C’est ce que m’a dit Hortense… Tu te rends compte ? Ma fille de quatorze ans savait ce que moi j’ignorais ! Je devais passer pour une abrutie, en plus d’être cocue. Mais je vais te dire, maintenant je m’en fiche et je me demande même si je n’aurais pas préféré ne rien savoir du tout…

Tu m’en veux de t’avoir parlé ?

Joséphine contempla le visage si pur, si doux de son amie, les minuscules taches de son sur le nez court et légèrement retroussé, les yeux miel brûlés de vert étirés en masque et secoua lentement la tête.

Je ne pourrai jamais t’en vouloir. Il n’y aucune malice en toi. Tu dois être la personne la plus gentille au monde. Et puis cette fille, Mylène, elle n’y est pour rien ! Et lui, s’il avait continué à travailler, il ne l’aurait même pas regardée. C’est… ce qui est arrivé dans son boulot, le fait d’être laissé sur le bord de la route à quarante ans, c’est pas humain, ça !

Arrête, Jo. Tu es en train de t’attendrir. Bientôt, ça va être de ta faute !

En tous les cas, c’est moi qui l’ai mis à la porte. Je m’en veux, Shirley. J’aurais dû avoir plus de compréhension, plus de tolérance…

Jo, tu mélanges tout.
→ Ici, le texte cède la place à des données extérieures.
const DETECTORS: &[Detector] = &[
    // SCA scanner
    Detector {
        rule_id: 10,
        uses_patterns: &[
            r".*anchore/scan-action@.*",
            r".*synopsys-sig/detect-action@.*",
            r".*aquasecurity/trivy-action@.*",
            r".*checkmarx-ts/checkmarx-cxflow-github-action@.*",
            r".*snyk/actions/maven@.*",
        ],
        run_patterns: &[
            r"^[\S]*trivy.*|.*docker( .*)? run .*(aquasec/)?trivy.*",
            r"^[\S]*grype.*|.*docker( .*)? run .*(anchore/)?grype.*",
            r"(jfrog|jf) (s|scan).*",
            r"ws scan.*",
            r"snyk (code |)test.*",
            r"(jfrog|jf) (xr).*",
        ],
        uses_with_patterns: &[],
        image_patterns: &[r"registry\.gitlab\.com/secure.*"],
    },
    // Infrastructure-as-code scanner
    Detector {
        rule_id: 11,
        uses_patterns: &[
            r".*bridgecrewio/checkov-action@.*",
            r".*tenable/terrascan-action@.*",
            r".*snyk/actions/iac@.*",
            r".*aquasecurity/trivy-action@.*",
            r".*checkmarx/kics-github-action@.*",
            r".*kubescape/github-action@.*",
        ],
        run_patterns: &[
            r"^[\S]*trivy.*|.*docker( .*)? run .*(aquasec/)?trivy.*",
            r".*docker .* run .*checkmarx/kics scan.*",
            r".*kubescape scan.*",
        ],
        uses_with_patterns: &[],
        image_patterns: &[],
    },
    // Code coverage checker
    Detector {
        rule_id: 14,
        uses_patterns: &[r".*codecov/codecov-action@.*"],
        run_patterns: &[r".*codecov -t.*"],
        uses_with_patterns: &[],
        image_patterns: &[],
    },
    // Secrets scanner
    Detector {
        rule_id: 15,
        uses_patterns: &[
            r".*trufflesecurity/trufflehog@.*",
            r".*GitGuardian/ggshield/actions/secret@.*",
            r".*GitGuardian/ggshield-action@.*",
            r".*gitleaks/gitleaks-action@.*",
        ],
        run_patterns: &[
            r"^[\S]*trufflehog.*|.*docker .* run .*(trufflesecurity/)?trufflehog.*",
            r".*ggshield secret scan.*",
            r"^[\S]*gitleaks.*|.*docker .* run .*(zricethezav/)?gitleaks.*",
            r"^[\S]*trivy fs.*|.*docker .* run .*(aquasec/)?trivy fs.*",
        ],
        uses_with_patterns: &[UsesWithMatch {
            uses: r".*aquasecurity/trivy-action@.*",
            with_key: "security-checks",
            with_value: "secret",
        }],
        image_patterns: &[],
    },
    // Linter
    Detector {
        rule_id: 16,
        uses_patterns: &[
            r".*wemake-services/wemake-python-styleguide@.*",
            r".*github/super-linter@.*",
            r".*oxsecurity/megalinter@.*",
        ],
        run_patterns: &[
            r"^[\S]*pip install wemake-python-styleguide.*",
            r"^[\S]*flake8 .*",
            r"^[\S]*eslint .*",
            r"^[\S]*golangci-lint run.*",
            r".*mega-linter-runner.*",
        ],
        uses_with_patterns: &[],
        image_patterns: &[],
    },
    // Code quality scanner
    Detector {
        rule_id: 17,
        uses_patterns: &[
            r".*paambaati/codeclimate-action@.*",
            r".*kitabisa/sonarqube-action@.*",
            r".*sonarsource/sonarcloud-github-action@.*",
        ],
        run_patterns: &[r".*docker .* run .*codeclimate/codeclimate analyze.*"],
        uses_with_patterns: &[],
        image_patterns: &[],
    },
];

pub fn detector_for(rule_id: u32) -> Option<&'static Detector> {
    DETECTORS.iter().find(|d| d.rule_id == rule_id)
}

/// Run the detector for an in-code rule over whichever trees are present.
pub fn validate(
    rule: &Rule,
    github: Option<&GithubData>,
    gitlab: Option<&GitlabData>,
    warnings: &mut Vec<String>,
) -> Result<Vec<SchemaError>, ScanError> {
    let detector = detector_for(rule.unique_id).ok_or(ScanError::MissingDetector(rule.unique_id))?;

    let mut errors = Vec::new();
    if let Some(data) = github {
        errors.extend(detector.scan_github(data, warnings));
    }
    if let Some(data) = gitlab {
        errors.extend(detector.scan_gitlab(data, warnings));
    }
    Ok(errors)
}

/// Case-sensitive substring/pattern search. An invalid pattern never matches.
fn match_any(patterns: &[&str], text: &str) -> bool {
    patterns.iter().any(|pattern| {
        Regex::new(pattern)
            .map(|re| re.is_match(text))
            .unwrap_or(false)
    })
}

impl Detector {
    fn scan_github(&self, data: &GithubData, warnings: &mut Vec<String>) -> Vec<SchemaError> {
        let mut errors = Vec::new();
        for owner in data.values() {
            for repo in owner.repositories.values() {
                let mut found = self.github_workflows_have_match(repo, warnings);
                if !found {
                    found = self.jfrog_has_match(&repo.jfrog_pipelines, warnings);
                }
                if !found {
                    errors.push(SchemaError {
                        owner_name: owner.name.clone(),
                        repository_name: repo.name.clone(),
                        ci_platform: None,
                        pipeline_rel_path: String::new(),
                        scm_platform: ScmPlatform::Github,
                        error_level: 2,
                    });
                }
            }
        }
        errors
    }

    fn scan_gitlab(&self, data: &GitlabData, warnings: &mut Vec<String>) -> Vec<SchemaError> {
        let mut errors = Vec::new();
        for group in data.values() {
            for project in group.projects.values() {
                let mut found = project
                    .gitlab_ci
                    .values()
                    .any(|file| self.gitlab_file_has_match(&file.content));
                if !found {
                    found = self.jfrog_has_match(&project.jfrog_pipelines, warnings);
                }
                if !found {
                    errors.push(SchemaError {
                        owner_name: group.name.clone(),
                        repository_name: project.name.clone(),
                        ci_platform: None,
                        pipeline_rel_path: String::new(),
                        scm_platform: ScmPlatform::Gitlab,
                        error_level: 2,
                    });
                }
            }
        }
        errors
    }

    fn github_workflows_have_match(
        &self,
        repo: &crate::model::GithubRepository,
        warnings: &mut Vec<String>,
    ) -> bool {
        for file in repo.github_actions_workflows.values() {
            let workflow = match Workflow::from_content(&file.content) {
                Ok(workflow) => workflow,
                Err(e) => {
                    warnings.push(format!(
                        "skipping workflow {} in {}: {e}",
                        file.relative_path, repo.name
                    ));
                    continue;
                }
            };
            if workflow.steps().any(|step| self.step_matches(step)) {
                return true;
            }
        }
        false
    }

    fn step_matches(&self, step: &crate::parser::github::Step) -> bool {
        if match_any(self.uses_patterns, &step.uses) {
            return true;
        }
        if match_any(self.run_patterns, &step.run) {
            return true;
        }
        self.uses_with_patterns.iter().any(|compound| {
            match_any(&[compound.uses], &step.uses)
                && step.with.iter().any(|(key, value)| {
                    let value_text = match value.as_str() {
                        Some(s) => s.to_string(),
                        None => value.to_string(),
                    };
                    key == compound.with_key && match_any(&[compound.with_value], &value_text)
                })
        })
    }

    fn gitlab_file_has_match(&self, content: &serde_json::Value) -> bool {
        let Some(entries) = content.as_object() else {
            return false;
        };
        for (key, value) in entries {
            if key == "image" {
                let image = match value.as_str() {
                    Some(s) => s.to_string(),
                    None => value.to_string(),
                };
                if match_any(self.image_patterns, &image) {
                    return true;
                }
            }
            let scripts_match = StageBody::decode(value)
                .scripts()
                .iter()
                .any(|script| match_any(self.run_patterns, script));
            if scripts_match {
                return true;
            }
        }
        false
    }

    fn jfrog_has_match(&self, files: &PipelineFiles, warnings: &mut Vec<String>) -> bool {
        for file in files.values() {
            let pipeline_file = match JfrogPipelineFile::from_content(&file.content) {
                Ok(parsed) => parsed,
                Err(e) => {
                    warnings.push(format!(
                        "skipping jfrog pipeline {}: {e}",
                        file.relative_path
                    ));
                    continue;
                }
            };
            let commands_match = pipeline_file
                .execution_commands()
                .any(|command| match_any(self.run_patterns, command));
            if commands_match {
                return true;
            }
        }
        false
    }
}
Si c’est arrivé aujourd’hui, c’est que ça devait arriver… qu’il valait mieux en finir avant que vous ne puissiez plus vous supporter ! Allez, reprends-toi… Chin up !

Joséphine hocha la tête, incapable d’articuler un mot.

Regardez-moi cette femme exceptionnelle : elle est sur le point de mourir de trouille parce qu’un homme l’a quittée ! Allez, un petit café, une grosse barre de chocolat et tu verras, tout ira mieux.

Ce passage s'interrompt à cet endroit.